Milkfish (Chanos chanos)

Milkfish (Chanos chanos Forsskal), the only species known in the family of Chanidae, is an important food fish in the Indo-Pacific regions (Chen, 1976). In some countries, milkfish fingerlings are also used as bait for the tuna fishing industry. This species is best suited for culture in the tropics because of its fast growth, efficient use of natural foods, herbivorous food habit, propensity to consume a variety of supplemental feeds, resistance to disease and handling and tolerance to a wide range of environmental conditions. Milkfish are euryhaline and can thrive in waters of 0 to 150 p.p.t. salinity (Crear, 1980). Milkfish is cultured on a large scale only in the Philippines, Indonesia and Taiwan. Small-scale or experimental production is being practised in a few other Asian countries, such as Thailand, Malaysia, Vietnam and Sri Lanka, and in Hawaii, Guam and Kiribati.
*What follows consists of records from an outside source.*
// Benchmark Runner - timed Process loop over one cipher session
//
// Buffers are allocated once, reused by every iteration and returned to the
// pool on every exit path. Refilling random input happens outside the timed
// window.

use std::time::Duration;
use tracing::{debug, info};

use crate::clock;
use crate::config::BenchConfig;
use crate::entropy::{EntropyConfig, EntropySource};
use crate::report::{BenchmarkReport, Summary};
use crate::shared_memory::{MemFlags, MemRef, SharedBuffer};
use crate::statistics::StatisticsAccumulator;
use crate::tee::TeeError;
use crate::tee_service::{BufferLayout, CipherSession, TeeTransport};
use crate::types::InputMode;

/// Buffers held for the duration of one run
struct RunBuffers {
    input: SharedBuffer,
    output: Option<SharedBuffer>,
}

impl RunBuffers {
    fn allocate<T: TeeTransport>(
        session: &CipherSession<T>,
        config: &BenchConfig,
    ) -> Result<Self, TeeError> {
        if config.in_place {
            let input = session.allocate(config.buffer_size, MemFlags::INOUT)?;
            return Ok(Self {
                input,
                output: None,
            });
        }
        let input = session.allocate(config.buffer_size, MemFlags::INPUT)?;
        // input is dropped (and reclaimed) if this fails
        let output = session.allocate(config.buffer_size, MemFlags::OUTPUT)?;
        Ok(Self {
            input,
            output: Some(output),
        })
    }

    fn layout(&self) -> Result<BufferLayout<'_>, TeeError> {
        match &self.output {
            Some(output) => BufferLayout::separate(MemRef::whole(&self.input), MemRef::whole(output)),
            None => Ok(BufferLayout::in_place(MemRef::whole(&self.input))),
        }
    }

    fn release(self) {
        self.input.release();
        if let Some(output) = self.output {
            output.release();
        }
    }
}

/// Drives outer iterations of timed Process commands
pub struct BenchmarkRunner<'s, T: TeeTransport> {
    session: &'s mut CipherSession<T>,
    config: BenchConfig,
    entropy: Option<EntropySource>,
}

impl<'s, T: TeeTransport> BenchmarkRunner<'s, T> {
    pub fn new(session: &'s mut CipherSession<T>, config: BenchConfig) -> Self {
        Self {
            session,
            config,
            entropy: None,
        }
    }

    /// Use a specific entropy source for random input
    pub fn with_entropy(mut self, entropy: EntropySource) -> Self {
        self.entropy = Some(entropy);
        self
    }

    pub fn config(&self) -> &BenchConfig {
        &self.config
    }

    fn entropy(&mut self) -> &mut EntropySource {
        let seed = self.config.entropy_seed;
        self.entropy.get_or_insert_with(|| match seed {
            Some(seed) => EntropySource::new_deterministic(seed),
            None => EntropySource::with_config(EntropyConfig::from_env()),
        })
    }

    /// Run warm-up and measured iterations; any command failure ends the run
    pub fn run(&mut self) -> Result<BenchmarkReport, TeeError> {
        let cipher = self.config.cipher_config();
        self.session.ensure_key(cipher)?;

        let buffers = RunBuffers::allocate(self.session, &self.config)?;
        let layout = buffers.layout()?;
        let inner_loops = self.config.inner_loops;
        let random = self.config.input_mode == InputMode::Random;

        for _ in 0..self.config.warmup_iterations {
            if random {
                buffers.input.fill_with(self.entropy());
            }
            self.session.process(layout, inner_loops)?;
        }
        if self.config.warmup_iterations > 0 {
            debug!(iterations = self.config.warmup_iterations, "warm-up complete");
        }

        let outer = self.config.outer_iterations;
        let progress_step = (outer / 10).max(1);
        let mut stats = StatisticsAccumulator::new();
        let mut total = Duration::ZERO;

        for i in 0..outer {
            if random {
                buffers.input.fill_with(self.entropy());
            }
            let elapsed = self.session.timed_process(layout, inner_loops)?;
            stats.update_duration(elapsed);
            total += elapsed;

            if (i + 1) % progress_step == 0 {
                info!(completed = i + 1, total = outer, "progress");
            }
        }

        buffers.release();

        let total_bytes =
            self.config.buffer_size as u64 * u64::from(inner_loops) * stats.count();
        let summary = Summary::from_accumulator(&stats, total_bytes, total);
        Ok(BenchmarkReport::new(
            self.session.transport().name(),
            &self.config,
            clock::resolution(),
            summary,
        ))
    }
}
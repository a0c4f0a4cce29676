// Cipher Service Module - caller side of the trust boundary
// Session handle, command protocol, transports and the standalone daemon

pub mod client;
pub mod protocol;
pub mod server;
pub mod transport;

pub use client::CipherSession;
pub use protocol::{
    BufferLayout, Command, CommandId, Operation, Param, WireParam, WireRequest, WireResponse,
    MAX_MESSAGE_SIZE, MAX_SOCKET_BUFFER_SIZE,
};
pub use server::{ServiceSession, TeeServiceServer};
pub use transport::{LocalTransport, SocketTransport, TeeTransport};
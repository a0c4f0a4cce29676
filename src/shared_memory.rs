// Shared Memory - regions visible to both the caller and the cipher service
//
// Buffers are carved from a bounded pool standing in for the isolated
// environment's shared-memory carveout. A buffer is allocated once per run,
// reused by every iteration, and returns its reservation when released or
// dropped, whichever comes first.

use parking_lot::{Mutex, RwLock, RwLockReadGuard, RwLockWriteGuard};
use rand::RngCore;
use std::fmt;
use std::ops::Range;
use std::sync::atomic::{AtomicU64, Ordering};
use std::sync::Arc;
use tracing::{debug, trace};

use crate::tee::{ErrorOrigin, ResultCode, TeeError};

/// Reservation granularity of the pool
pub const PAGE_SIZE: usize = 4096;

/// Default pool capacity (64 MiB)
pub const DEFAULT_POOL_CAPACITY: usize = 64 * 1024 * 1024;

/// Directions in which the service may access a buffer
#[derive(Debug, Clone, Copy, PartialEq, Eq, Hash)]
pub struct MemFlags(pub u32);

impl MemFlags {
    /// Service reads from the buffer
    pub const INPUT: MemFlags = MemFlags(0x1);
    /// Service writes into the buffer
    pub const OUTPUT: MemFlags = MemFlags(0x2);
    pub const INOUT: MemFlags = MemFlags(0x3);

    pub fn bits(&self) -> u32 {
        self.0
    }

    /// At least one direction and no unknown bits
    pub fn is_valid(&self) -> bool {
        self.0 != 0 && self.0 & !Self::INOUT.0 == 0
    }

    pub fn contains(&self, other: MemFlags) -> bool {
        self.0 & other.0 == other.0
    }
}

impl fmt::Display for MemFlags {
    fn fmt(&self, f: &mut fmt::Formatter<'_>) -> fmt::Result {
        match *self {
            MemFlags::INPUT => write!(f, "input"),
            MemFlags::OUTPUT => write!(f, "output"),
            MemFlags::INOUT => write!(f, "inout"),
            MemFlags(bits) => write!(f, "0x{:x}", bits),
        }
    }
}

#[derive(Debug, Default)]
struct PoolUsage {
    reserved: usize,
    live: usize,
}

#[derive(Debug)]
struct PoolInner {
    capacity: usize,
    usage: Mutex<PoolUsage>,
    next_id: AtomicU64,
}

impl PoolInner {
    fn reclaim(&self, reserved: usize) {
        let mut usage = self.usage.lock();
        usage.reserved -= reserved;
        usage.live -= 1;
    }
}

/// Bounded source of shared buffers
#[derive(Debug, Clone)]
pub struct SharedMemoryPool {
    inner: Arc<PoolInner>,
}

impl Default for SharedMemoryPool {
    fn default() -> Self {
        Self::new(DEFAULT_POOL_CAPACITY)
    }
}

fn page_align(len: usize) -> usize {
    len.div_ceil(PAGE_SIZE) * PAGE_SIZE
}

impl SharedMemoryPool {
    pub fn new(capacity: usize) -> Self {
        Self {
            inner: Arc::new(PoolInner {
                capacity: page_align(capacity),
                usage: Mutex::new(PoolUsage::default()),
                next_id: AtomicU64::new(1),
            }),
        }
    }

    pub fn capacity(&self) -> usize {
        self.inner.capacity
    }

    /// Bytes currently reserved, page aligned
    pub fn in_use(&self) -> usize {
        self.inner.usage.lock().reserved
    }

    pub fn live_buffers(&self) -> usize {
        self.inner.usage.lock().live
    }

    /// Allocate a zero-filled region of `len` bytes
    pub fn allocate(&self, len: usize, flags: MemFlags) -> Result<SharedBuffer, TeeError> {
        if !flags.is_valid() {
            return Err(TeeError::allocation(
                ResultCode::BAD_PARAMETERS,
                ErrorOrigin::Api,
                format!("invalid shared memory flags {}", flags),
            ));
        }

        let reserved = page_align(len);
        {
            let mut usage = self.inner.usage.lock();
            if usage.reserved + reserved > self.inner.capacity {
                return Err(TeeError::allocation(
                    ResultCode::OUT_OF_MEMORY,
                    ErrorOrigin::Tee,
                    format!(
                        "cannot reserve {} bytes, {} of {} in use",
                        reserved, usage.reserved, self.inner.capacity
                    ),
                ));
            }
            usage.reserved += reserved;
            usage.live += 1;
        }

        let id = self.inner.next_id.fetch_add(1, Ordering::Relaxed);
        debug!(id, len, %flags, "shared buffer allocated");
        Ok(SharedBuffer {
            id,
            flags,
            reserved,
            region: RwLock::new(vec![0u8; len].into_boxed_slice()),
            pool: Arc::clone(&self.inner),
        })
    }
}

/// Region shared with the cipher service for the lifetime of one run
pub struct SharedBuffer {
    id: u64,
    flags: MemFlags,
    /// Page-aligned capacity held in the pool
    reserved: usize,
    region: RwLock<Box<[u8]>>,
    pool: Arc<PoolInner>,
}

impl SharedBuffer {
    pub fn id(&self) -> u64 {
        self.id
    }

    pub fn flags(&self) -> MemFlags {
        self.flags
    }

    /// Declared length; never exceeds `capacity()`
    pub fn len(&self) -> usize {
        self.region.read().len()
    }

    pub fn is_empty(&self) -> bool {
        self.len() == 0
    }

    pub fn capacity(&self) -> usize {
        self.reserved
    }

    pub fn read(&self) -> RwLockReadGuard<'_, Box<[u8]>> {
        self.region.read()
    }

    pub fn write(&self) -> RwLockWriteGuard<'_, Box<[u8]>> {
        self.region.write()
    }

    pub fn try_read(&self) -> Option<RwLockReadGuard<'_, Box<[u8]>>> {
        self.region.try_read()
    }

    pub fn try_write(&self) -> Option<RwLockWriteGuard<'_, Box<[u8]>>> {
        self.region.try_write()
    }

    /// Overwrite the whole region from an entropy source
    pub fn fill_with<R: RngCore + ?Sized>(&self, rng: &mut R) {
        rng.fill_bytes(&mut self.region.write());
    }

    pub fn zero(&self) {
        self.region.write().fill(0);
    }

    /// Return the region to the pool
    pub fn release(self) {
        trace!(id = self.id, "shared buffer release requested");
    }
}

impl Drop for SharedBuffer {
    fn drop(&mut self) {
        self.pool.reclaim(self.reserved);
        debug!(id = self.id, "shared buffer released");
    }
}

impl fmt::Debug for SharedBuffer {
    fn fmt(&self, f: &mut fmt::Formatter<'_>) -> fmt::Result {
        f.debug_struct("SharedBuffer")
            .field("id", &self.id)
            .field("flags", &self.flags)
            .field("capacity", &self.reserved)
            .finish_non_exhaustive()
    }
}

/// Window onto a shared buffer for one command parameter
#[derive(Debug, Clone, Copy)]
pub struct MemRef<'a> {
    buffer: &'a SharedBuffer,
    offset: usize,
    size: usize,
}

impl<'a> MemRef<'a> {
    pub fn whole(buffer: &'a SharedBuffer) -> Self {
        Self {
            buffer,
            offset: 0,
            size: buffer.len(),
        }
    }

    /// Partial window; rejected when it reaches past the buffer
    pub fn partial(buffer: &'a SharedBuffer, offset: usize, size: usize) -> Result<Self, TeeError> {
        match offset.checked_add(size) {
            Some(end) if end <= buffer.len() => Ok(Self {
                buffer,
                offset,
                size,
            }),
            _ => Err(TeeError::protocol(
                ResultCode::BAD_PARAMETERS,
                ErrorOrigin::Api,
                format!(
                    "memref [{}, +{}) outside buffer {} of {} bytes",
                    offset,
                    size,
                    buffer.id(),
                    buffer.len()
                ),
            )),
        }
    }

    pub fn buffer(&self) -> &'a SharedBuffer {
        self.buffer
    }

    pub fn offset(&self) -> usize {
        self.offset
    }

    pub fn size(&self) -> usize {
        self.size
    }

    pub fn range(&self) -> Range<usize> {
        self.offset..self.offset + self.size
    }

    /// Same window shortened to what the service reported writing
    pub fn truncated(&self, size: usize) -> Self {
        Self {
            size: size.min(self.size),
            ..*self
        }
    }
}
// TEE Cipher Service Binary - standalone isolated cipher service
// Hosts one CipherService per connection behind a Unix domain socket

use clap::Parser;
use colored::*;
use std::process;
use tee_aes_perf::config::BenchConfig;
use tee_aes_perf::logging;
use tee_aes_perf::tee_service::TeeServiceServer;

const DEFAULT_SOCKET_PATH: &str = "/tmp/tee_cipher_service.sock";

#[derive(Parser, Debug)]
#[command(name = "tee_cipher_service")]
#[command(about = "Isolated AES cipher service reachable over a Unix socket", long_about = None)]
struct Args {
    /// Socket path to listen on
    #[arg(long, default_value = DEFAULT_SOCKET_PATH)]
    socket: String,

    /// Key material, hex (two keys for XTS)
    #[arg(long)]
    key: Option<String>,

    /// IV / XTS tweak, 16 bytes hex
    #[arg(long)]
    iv: Option<String>,

    /// Increase log verbosity (-v debug, -vv trace)
    #[arg(short, long, action = clap::ArgAction::Count)]
    verbose: u8,
}

#[tokio::main]
async fn main() {
    let args = Args::parse();
    logging::init(args.verbose);

    let config = BenchConfig {
        key_hex: args.key,
        iv_hex: args.iv,
        ..Default::default()
    };
    let service_config = match config.service_config() {
        Ok(service_config) => service_config,
        Err(e) => {
            eprintln!("{} {}", "✗".red().bold(), e);
            process::exit(1);
        }
    };

    let server = TeeServiceServer::new(args.socket, service_config);

    tokio::spawn(async move {
        if tokio::signal::ctrl_c().await.is_ok() {
            println!("\n{} Shutting down cipher service...", "→".yellow());
            process::exit(0);
        }
    });

    if let Err(e) = server.run().await {
        eprintln!("{} Cipher service error: {}", "✗".red().bold(), e);
        process::exit(1);
    }
}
Milkfish farming is believed to have begun in Indonesia some 700 years ago (Ronquillo, 1975) and was introduced into the Philippines and Taiwan more than 300 years ago (Ling, 1977). In 1983, milkfish was the single most important species produced through aquaculture in these countries, using more than 500,000 ha of brackish-water and freshwater areas to produce over 365,000 t (Lee and Banno, 1990). In 1990, the cultured area decreased to 410,000 ha but the production increased to about 460,000 t (Lee, 1995; Bagarinao, 1999). In Taiwan, approximately 12,850 ha of ponds were used for milkfish production in 1990 and yielded an average of 7.0 t ha−1. The Phillippines produced 210,900 t of milkfish from 156,177 ha of brackish-water ponds and 19,000 t from about 10,000 ha of freshwater pens, at an average yield of 1.3–1.9 t ha−1. In 1990, Indonesia devoted the largest pond area (231,000 ha) for milkfish production but the average yield was only 0.6 t ha−1.